Parking Lot Accidents: How to Win Your Slip and Fall Case in Fort Myers
A heel catches a wheel stop the same color as the asphalt. A toe drops into a crack at the edge of the lot, invisible in the late-afternoon shadow. A worn handicap ramp gives way at the lip. The fall is over in less than a second, and the recovery sometimes takes a year. These are not dramatic stories, but they walk through our door at Pittman Law Firm regularly — clients who were not in a car when they were hurt, but on foot in a parking lot doing nothing more than walking from their vehicle to a storefront.
The reason I mention that pattern up front is that property cases are not won the way most people think they are. They are not won by showing the fall hurt.
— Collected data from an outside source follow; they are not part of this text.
pub mod config;
pub mod error;
pub mod import;
pub mod leave;
pub mod planner;
pub mod telemetry;
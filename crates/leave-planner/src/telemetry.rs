//! Log setup for the command-line front end.
//!
//! Logs always go to stderr. Stdout belongs to command output, which callers
//! may be parsing as JSON.

use crate::config::TelemetryConfig;
use std::io::IsTerminal;
use tracing_subscriber::filter::{LevelFilter, ParseError};
use tracing_subscriber::EnvFilter;

const CRATE_TARGET: &str = "leave_planner";

#[derive(Debug, thiserror::Error)]
pub enum TelemetryError {
    #[error("log filter '{directive}' is not valid")]
    InvalidFilter {
        directive: String,
        #[source]
        source: ParseError,
    },
    #[error("a global tracing subscriber is already installed")]
    AlreadyInstalled(#[source] Box<dyn std::error::Error + Send + Sync>),
}

/// How command output is consumed, which decides how chatty logging may be.
#[derive(Debug, Clone, Copy, PartialEq, Eq)]
pub enum LogOutput {
    Human,
    /// `--json` output: only warnings and errors reach stderr.
    Machine,
}

impl LogOutput {
    pub fn for_json(json: bool) -> Self {
        if json {
            Self::Machine
        } else {
            Self::Human
        }
    }
}

/// Turns the configured log level into an `EnvFilter` directive.
///
/// A bare level applies to this crate only, with dependencies held at `warn`.
/// Anything else is taken as a full directive and used verbatim.
pub fn filter_directive(log_level: &str, output: LogOutput) -> String {
    match log_level.trim().parse::<LevelFilter>() {
        Ok(level) => {
            let level = match output {
                LogOutput::Human => level,
                LogOutput::Machine => level.min(LevelFilter::WARN),
            };
            format!("warn,{CRATE_TARGET}={level}")
        }
        Err(_) => log_level.trim().to_string(),
    }
}

pub fn build_filter(
    config: &TelemetryConfig,
    output: LogOutput,
) -> Result<EnvFilter, TelemetryError> {
    let directive = filter_directive(&config.log_level, output);
    EnvFilter::try_new(&directive)
        .map_err(|source| TelemetryError::InvalidFilter { directive, source })
}

/// Installs the global subscriber. `RUST_LOG` wins over the configured level.
pub fn init(config: &TelemetryConfig, output: LogOutput) -> Result<(), TelemetryError> {
    let env_filter = match EnvFilter::try_from_default_env() {
        Ok(filter) => filter,
        Err(_) => build_filter(config, output)?,
    };
    let ansi = output == LogOutput::Human && std::io::stderr().is_terminal();

    tracing_subscriber::fmt()
        .with_env_filter(env_filter)
        .with_writer(std::io::stderr)
        .with_target(false)
        .compact()
        .with_ansi(ansi)
        .try_init()
        .map_err(TelemetryError::AlreadyInstalled)
}

#[cfg(test)]
mod tests {
    use super::*;

    fn config(log_level: &str) -> TelemetryConfig {
        TelemetryConfig {
            log_level: log_level.to_string(),
        }
    }

    #[test]
    fn bare_level_is_scoped_to_this_crate() {
        assert_eq!(
            filter_directive("debug", LogOutput::Human),
            "warn,leave_planner=debug"
        );
        assert_eq!(
            filter_directive(" INFO ", LogOutput::Human),
            "warn,leave_planner=info"
        );
    }

    #[test]
    fn json_output_caps_logging_at_warn() {
        assert_eq!(
            filter_directive("trace", LogOutput::Machine),
            "warn,leave_planner=warn"
        );
        assert_eq!(
            filter_directive("error", LogOutput::Machine),
            "warn,leave_planner=error"
        );
        assert_eq!(LogOutput::for_json(true), LogOutput::Machine);
        assert_eq!(LogOutput::for_json(false), LogOutput::Human);
    }

    #[test]
    fn full_directives_pass_through() {
        assert_eq!(
            filter_directive("leave_planner::import=trace,info", LogOutput::Machine),
            "leave_planner::import=trace,info"
        );
        assert!(build_filter(&config("leave_planner::import=trace,info"), LogOutput::Human).is_ok());
    }

    #[test]
    fn rejects_unparseable_directive() {
        match build_filter(&config("leave_planner=loud"), LogOutput::Human) {
            Err(err @ TelemetryError::InvalidFilter { .. }) => {
                assert_eq!(err.to_string(), "log filter 'leave_planner=loud' is not valid");
                assert!(std::error::Error::source(&err).is_some());
            }
            other => panic!("expected invalid filter, got {other:?}"),
        }
    }
}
They are won by showing the property owner failed to do something a reasonably careful owner would have done. That is a different argument, and it turns on the layout, lighting, paint, drainage, lease structure, and history of complaints at the property — the kinds of facts you have to know how to look for.
For the last twenty-five years, in addition to practicing law, I have held a Florida real estate broker license. That broker work has shaped how we read property cases. When we walk a parking lot in Fort Myers, we are not only seeing it through a personal injury lawyer’s eyes — we are also seeing what a property owner’s reasonable safety obligations are supposed to look like from the inside. We know what the standard CAM agreement assigns to the landlord versus the tenant, what a competent property manager is supposed to inspect, and where corners tend to get cut on maintenance budgets. That perspective changes the questions we ask in discovery.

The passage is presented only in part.